**PROBLEM REQUIREMENTS:** For the entries below, repeat exactly each line starting with the one that contains "return Some((s, ResolutionPath::ServiceSelector));" and going on through the one that contains "impl<P: ResourceProvider> EndpointResolver<P>", and no others.

━━ SOURCE INFORMATION

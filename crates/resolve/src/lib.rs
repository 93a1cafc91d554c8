//! Locus endpoint resolver.
//!
//! Turns a locator into an endpoint by preferring a Service fronting the workload and
//! otherwise walking the ownership graph down to a single pod. Absence and ambiguity are
//! reported as [`Resolution::Unresolved`]; only bad locators and provider failures are errors.

#![forbid(unsafe_code)]

pub mod config;
pub mod outcome;

use std::time::Instant;

use locus_core::{
    select_port, Endpoint, Locator, ParseError, PodResource, ResourceProvider, ServiceResource, TargetPort,
    WorkloadKind, WorkloadResource,
};
use tracing::{debug, info};

pub use config::ResolverConfig;
pub use outcome::{Resolution, ResolutionPath, ResolvedEndpoint, UnresolvedReason};

/// The only locator scheme served.
pub const KUBERNETES_SCHEME: &str = "kubernetes";

#[derive(Debug, thiserror::Error)]
pub enum ResolveError {
    #[error("invalid locator: {0}")]
    Parse(#[from] ParseError),
    /// Provider failure, passed through unchanged.
    #[error(transparent)]
    Provider(#[from] anyhow::Error),
}

pub type ResolveResult<T> = Result<T, ResolveError>;

/// Kinds a locator may name.
#[derive(Debug, Clone, Copy, PartialEq, Eq)]
enum TargetKind {
    Workload(WorkloadKind),
    Service,
    Pod,
}

impl TargetKind {
    fn parse(kind: &str) -> Option<Self> {
        match kind.to_ascii_lowercase().as_str() {
            "deployment" | "deployments" => Some(TargetKind::Workload(WorkloadKind::Deployment)),
            "statefulset" | "statefulsets" => Some(TargetKind::Workload(WorkloadKind::StatefulSet)),
            "service" | "services" | "svc" => Some(TargetKind::Service),
            "pod" | "pods" => Some(TargetKind::Pod),
            _ => None,
        }
    }
}

fn unresolved(reason: UnresolvedReason) -> ResolveResult<Resolution> {
    Ok(Resolution::Unresolved(reason))
}

/// First Service fronting `workload`: selector matches win over owner references.
/// Headless Services have no stable address and are passed over.
fn match_service<'a>(workload: &WorkloadResource, services: &'a [ServiceResource]) -> Option<(&'a ServiceResource, ResolutionPath)> {
    let addressable = || services.iter().filter(|s| s.cluster_address.is_some());
    if let Some(s) = addressable().find(|s| s.selects(&workload.pod_template_labels)) {
        return Some((s, ResolutionPath::ServiceSelector));
    }
    addressable()
        .find(|s| s.is_owned_by(&workload.uid))
        .map(|s| (s, ResolutionPath::ServiceOwner))
}

/// Stateless resolver over a [`ResourceProvider`]. Safe to share across tasks.
pub struct EndpointResolver<P> {
    provider: P,
    config: ResolverConfig,
}

impl<P: ResourceProvider> EndpointResolver<P> {
    pub fn new(provider: P) -> Self {
        Self::with_config(provider, ResolverConfig::default())
    }

    pub fn with_config(provider: P, config: ResolverConfig) -> Self {
        Self { provider, config }
    }

    pub fn provider(&self) -> &P { &self.provider }
    pub fn config(&self) -> &ResolverConfig { &self.config }

    /// Parse `text` and resolve it.
    pub async fn resolve_str(&self, text: &str) -> ResolveResult<Option<Endpoint>> {
        let locator = Locator::parse(text)?;
        self.resolve(&locator).await
    }

    /// Resolve to an endpoint, or `None` when the locator has no single answer.
    pub async fn resolve(&self, locator: &Locator) -> ResolveResult<Option<Endpoint>> {
        Ok(self.resolve_detailed(locator).await?.into_endpoint())
    }

    /// Resolve and report which path answered or why none did.
    pub async fn resolve_detailed(&self, locator: &Locator) -> ResolveResult<Resolution> {
        let started = Instant::now();
        let res = self.dispatch(locator).await;
        let (outcome, detail) = match &res {
            Ok(Resolution::Resolved(r)) => {
                info!(locator = %locator, endpoint = %r.endpoint, path = r.path.as_str(), "resolved");
                ("resolved", r.path.as_str())
            }
            Ok(Resolution::Unresolved(reason)) => {
                info!(locator = %locator, reason = %reason, "unresolved");
                ("unresolved", reason.as_str())
            }
            Err(e) => {
                debug!(locator = %locator, error = %e, "resolution failed");
                ("error", "provider")
            }
        };
        metrics::counter!("resolve_total", 1u64, "outcome" => outcome, "detail" => detail);
        metrics::histogram!("resolve_ms", started.elapsed().as_secs_f64() * 1000.0);
        res
    }

    async fn dispatch(&self, locator: &Locator) -> ResolveResult<Resolution> {
        if !locator.scheme().eq_ignore_ascii_case(KUBERNETES_SCHEME) {
            return unresolved(UnresolvedReason::UnsupportedScheme { scheme: locator.scheme().to_string() });
        }
        match TargetKind::parse(locator.kind()) {
            Some(TargetKind::Workload(kind)) => self.resolve_workload(kind, locator).await,
            Some(TargetKind::Service) => self.resolve_service(locator).await,
            Some(TargetKind::Pod) => self.resolve_pod(locator).await,
            None => unresolved(UnresolvedReason::UnsupportedKind { kind: locator.kind().to_string() }),
        }
    }

    async fn resolve_workload(&self, kind: WorkloadKind, locator: &Locator) -> ResolveResult<Resolution> {
        let ns = locator.namespace();
        let requested = locator.port_name();
        let Some(workload) = self.provider.get_workload(kind, ns, locator.name()).await? else {
            return unresolved(UnresolvedReason::WorkloadNotFound);
        };

        let services = self.provider.list_services(ns).await?;
        if let Some((service, path)) = match_service(&workload, &services) {
            debug!(workload = %workload.name, service = %service.name, path = path.as_str(), "service matched");
            return Ok(self.service_endpoint(service, Some(&workload), requested, path));
        }

        debug!(workload = %workload.name, replicas = workload.desired_replicas, "no service; walking owners");
        if workload.desired_replicas != 1 {
            return unresolved(UnresolvedReason::ReplicaCount { replicas: workload.desired_replicas });
        }

        let pod_owner = if kind.has_replica_groups() {
            let groups = self.provider.list_replica_groups_owned_by(ns, &workload.uid).await?;
            match groups.as_slice() {
                [group] => group.uid,
                _ => return unresolved(UnresolvedReason::ReplicaGroupCount { count: groups.len() }),
            }
        } else {
            workload.uid
        };

        let pods = self.provider.list_pods_owned_by(ns, &pod_owner).await?;
        match pods.as_slice() {
            [pod] => Ok(self.pod_endpoint(pod, requested, ResolutionPath::OwnedPod)),
            _ => unresolved(UnresolvedReason::PodCount { count: pods.len() }),
        }
    }

    async fn resolve_service(&self, locator: &Locator) -> ResolveResult<Resolution> {
        match self.provider.get_service(locator.namespace(), locator.name()).await? {
            Some(service) => Ok(self.service_endpoint(&service, None, locator.port_name(), ResolutionPath::DirectService)),
            None => unresolved(UnresolvedReason::ServiceNotFound),
        }
    }

    async fn resolve_pod(&self, locator: &Locator) -> ResolveResult<Resolution> {
        match self.provider.get_pod(locator.namespace(), locator.name()).await? {
            Some(pod) => Ok(self.pod_endpoint(&pod, locator.port_name(), ResolutionPath::DirectPod)),
            None => unresolved(UnresolvedReason::PodNotFound),
        }
    }

    /// Endpoint on the Service's cluster address and its own (not target) port.
    fn service_endpoint(
        &self,
        service: &ServiceResource,
        workload: Option<&WorkloadResource>,
        requested: Option<&str>,
        path: ResolutionPath,
    ) -> Resolution {
        let Some(host) = service.cluster_address.as_deref() else {
            return Resolution::Unresolved(UnresolvedReason::NoServiceAddress);
        };
        let Some(port) = select_port(&service.ports, requested) else {
            return Resolution::Unresolved(UnresolvedReason::PortNotFound { requested: requested.map(str::to_string) });
        };
        let target_port = match &port.target {
            TargetPort::Number(n) => Some(*n),
            TargetPort::Name(name) => workload
                .and_then(|w| select_port(&w.container_ports, Some(name)))
                .map(|p| p.port),
        };
        debug!(service = %service.name, port = port.port, target = ?target_port, "service port selected");
        Resolution::Resolved(ResolvedEndpoint {
            endpoint: Endpoint::new(self.config.scheme_for(port), host, port.port),
            path,
            target_port,
        })
    }

    fn pod_endpoint(&self, pod: &PodResource, requested: Option<&str>, path: ResolutionPath) -> Resolution {
        let Some(ip) = pod.ip.as_deref() else {
            return Resolution::Unresolved(UnresolvedReason::PodAddressMissing);
        };
        let Some(port) = select_port(&pod.container_ports, requested) else {
            return Resolution::Unresolved(UnresolvedReason::PortNotFound { requested: requested.map(str::to_string) });
        };
        Resolution::Resolved(ResolvedEndpoint {
            endpoint: Endpoint::new(self.config.scheme_for(port), ip, port.port),
            path,
            target_port: None,
        })
    }
}

#[cfg(test)]
mod tests {
    use super::*;
    use anyhow::{anyhow, Result};
    use locus_core::{ReplicaGroupResource, Uid};
    use std::sync::atomic::{AtomicUsize, Ordering};

    /// Provider whose every call fails, counting calls.
    #[derive(Default)]
    struct Unreachable {
        calls: AtomicUsize,
    }

    impl Unreachable {
        fn fail<T>(&self) -> Result<T> {
            self.calls.fetch_add(1, Ordering::SeqCst);
            Err(anyhow!("connection refused"))
        }
    }

    #[async_trait::async_trait]
    impl ResourceProvider for Unreachable {
        async fn get_workload(&self, _: WorkloadKind, _: &str, _: &str) -> Result<Option<WorkloadResource>> { self.fail() }
        async fn list_services(&self, _: &str) -> Result<Vec<ServiceResource>> { self.fail() }
        async fn list_replica_groups_owned_by(&self, _: &str, _: &Uid) -> Result<Vec<ReplicaGroupResource>> { self.fail() }
        async fn list_pods_owned_by(&self, _: &str, _: &Uid) -> Result<Vec<PodResource>> { self.fail() }
        async fn get_service(&self, _: &str, _: &str) -> Result<Option<ServiceResource>> { self.fail() }
        async fn get_pod(&self, _: &str, _: &str) -> Result<Option<PodResource>> { self.fail() }
    }

    #[tokio::test]
    async fn provider_errors_propagate_unchanged() {
        let r = EndpointResolver::new(Unreachable::default());
        let err = r.resolve_str("kubernetes:apps/v1/deployment/ns/app").await.expect_err("should fail");
        assert!(matches!(err, ResolveError::Provider(_)));
        assert_eq!(err.to_string(), "connection refused");
    }

    #[tokio::test]
    async fn parse_errors_surface_before_any_query() {
        let r = EndpointResolver::new(Unreachable::default());
        let err = r.resolve_str("kubernetes:apps/v1/deployment/ns/").await.expect_err("should fail");
        assert!(matches!(err, ResolveError::Parse(ParseError::EmptySegment("name"))));
        assert_eq!(r.provider().calls.load(Ordering::SeqCst), 0);
    }

    #[tokio::test]
    async fn unsupported_scheme_and_kind_do_not_query() {
        let r = EndpointResolver::new(Unreachable::default());
        let by_scheme = r
            .resolve_detailed(&Locator::parse("knative:serving.knative.dev/v1/service/ns/app").expect("ok"))
            .await
            .expect("no error");
        assert_eq!(by_scheme, Resolution::Unresolved(UnresolvedReason::UnsupportedScheme { scheme: "knative".into() }));
        let by_kind = r
            .resolve_detailed(&Locator::parse("kubernetes:batch/v1/job/ns/app").expect("ok"))
            .await
            .expect("no error");
        assert_eq!(by_kind, Resolution::Unresolved(UnresolvedReason::UnsupportedKind { kind: "job".into() }));
        assert_eq!(r.provider().calls.load(Ordering::SeqCst), 0);
    }

    #[test]
    fn kind_names_are_case_insensitive_and_accept_plurals() {
        assert_eq!(TargetKind::parse("Deployment"), Some(TargetKind::Workload(WorkloadKind::Deployment)));
        assert_eq!(TargetKind::parse("statefulsets"), Some(TargetKind::Workload(WorkloadKind::StatefulSet)));
        assert_eq!(TargetKind::parse("SVC"), Some(TargetKind::Service));
        assert_eq!(TargetKind::parse("pods"), Some(TargetKind::Pod));
        assert_eq!(TargetKind::parse("replicaset"), None);
    }
}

━━━━

**RESULT:**
        return Some((s, ResolutionPath::ServiceSelector));
    }
    addressable()
        .find(|s| s.is_owned_by(&workload.uid))
        .map(|s| (s, ResolutionPath::ServiceOwner))
}

/// Stateless resolver over a [`ResourceProvider`]. Safe to share across tasks.
pub struct EndpointResolver<P> {
    provider: P,
    config: ResolverConfig,
}

impl<P: ResourceProvider> EndpointResolver<P> {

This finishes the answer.